COLORADO SPRINGS, CO--(Marketwired - March 22, 2017) - For previous generations, Spring Break meant a chance for teens to get away from home. Road trips to the beach, rivers or mountains were staples of the Spring Break "experience." So much so that this annual ritual became the topic of countless movies and songs.
Today's teens are significantly less adventurous, according to a new survey by Junior Achievement (JA) and ORC International. Of the 500 U.S. teens between the ages of 13 and 17 who participated in the survey, most (39%) plan to spend a week watching TV and playing video games, while nearly as many (33%) plan to stay home relaxing, doing nothing. Only one-in-three (32%) plan to go on vacation, less than one-in-five plan to spend the time studying (14%) or working (13%), and one-in-ten plan to volunteer (8%) or do something else (6%). One-in-ten (8%) aren't sure what they will be doing this Spring Break. Teens had the option of selecting more than one option, which accounts for the totals being more than 100 percent.
"Spring Break used to be a 'rite of passage,' but that's changed considerably over the years," said Jack E. Kosakowski, president and CEO of Junior Achievement USA. "Even if families are strapped for money, it's not a bad idea to get the kids away from the television and computer screens during this Spring Break season by going to local parks, trails, seeing family and friends, and the like. Technology is great, but spring offers an opportunity to take a 'break' from it, as well."
JA also asked these teens where they would go on vacation if money wasn't a worry or factor. One-in-three (34%) would visit a great city like New York, Paris or Beijing, one-in-five (17%) would hop on a cruise, one-in-seven (13%) would pack their swimsuits and head to the beach, and less than one-in-ten (6%) would visit a national park or someplace else.
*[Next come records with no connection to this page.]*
// [libs/domain/tiles/src/errors.rs]
use thiserror::Error;

/// Failures raised while claiming, sealing, or compacting tiles.
#[derive(Error, Debug)]
pub enum TileError {
    /// A `--tile-levels` entry was not a multiple of 4 bits — tile
    /// boundaries are nibble-aligned, so anything else can't be expressed
    /// as a hex prefix.
    #[error("tile level {0} is not a multiple of 4")]
    LevelNotNibbleAligned(u32),

    /// Underlying ledger query failed.
    #[error(transparent)]
    Ledger(#[from] prospector_ledger::LedgerError),

    /// Underlying SQLite call failed directly (claim/seal run their own
    /// transactions against the shared connection).
    #[error(transparent)]
    Sqlite(#[from] rusqlite::Error),
}

/// Convenience alias used throughout this crate.
pub type Result<T> = std::result::Result<T, TileError>;
// [libs/infra/ledger/src/util.rs]
use chrono::Utc;

/// Current UTC time as an ISO-8601 string with second precision, matching
/// the timestamp format used throughout the stored rows.
pub fn utc_now_iso() -> String {
    Utc::now().format("%Y-%m-%dT%H:%M:%S%.fZ").to_string()
}

/// `band_<10 hex chars>` derived from a SHA1 digest of the range-set's
/// defining parameters — used as the default range-set name when the
/// operator doesn't supply one, so re-running with identical bounds
/// resumes the same range-set instead of minting a new one.
pub fn auto_rangeset_name(pubkey: &str, min_dec: &str, max_dec: &str, chunk_bits: u32) -> String {
    use sha1::{Digest, Sha1};
    let payload = format!("{pubkey}:{min_dec}:{max_dec}:{chunk_bits}");
    let digest = Sha1::digest(payload.as_bytes());
    let hex = hex_prefix(&digest, 5);
    format!("band_{hex}")
}

fn hex_prefix(bytes: &[u8], n: usize) -> String {
    bytes.iter().take(n).map(|b| format!("{b:02x}")).collect()
}

/// The fingerprint stored alongside a range-set to detect whether a later
/// invocation asked for the same logical range under a different name.
pub fn cfg_fingerprint(min_dec: &str, max_dec: &str, chunk_bits: u32) -> String {
    format!("min:{min_dec}|max:{max_dec}|bits:{chunk_bits}")
}

#[cfg(test)]
mod tests {
    use super::*;

    #[test]
    fn auto_name_is_stable_for_identical_inputs() {
        let a = auto_rangeset_name("02abc", "0", "1000", 48);
        let b = auto_rangeset_name("02abc", "0", "1000", 48);
        assert_eq!(a, b);
        assert!(a.starts_with("band_"));
        assert_eq!(a.len(), "band_".len() + 10);
    }

    #[test]
    fn auto_name_differs_for_different_inputs() {
        let a = auto_rangeset_name("02abc", "0", "1000", 48);
        let b = auto_rangeset_name("02abc", "0", "2000", 48);
        assert_ne!(a, b);
    }
}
If given the option, one-in-ten (12%) would still choose to stay home.
Junior Achievement is the nation's largest organization dedicated to giving young people the knowledge and skills they need to categorize needs and wants, own their economic success, plan for their futures, and make smart academic and economic choices. Junior Achievement's programs-in the core content areas of work readiness, entrepreneurship and financial literacy-ignite the spark in young people to experience and realize the opportunities and realities of work and life in the 21st century.
This report presents the findings of an Opinion Research Corporation's Youth CARAVAN survey conducted among a sample of 500 13-17 year olds. Respondents for this survey are selected from among those who have volunteered to participate in online surveys and polls. Because the sample is based on those who initially self-selected for participation, no estimates of sampling error are calculated.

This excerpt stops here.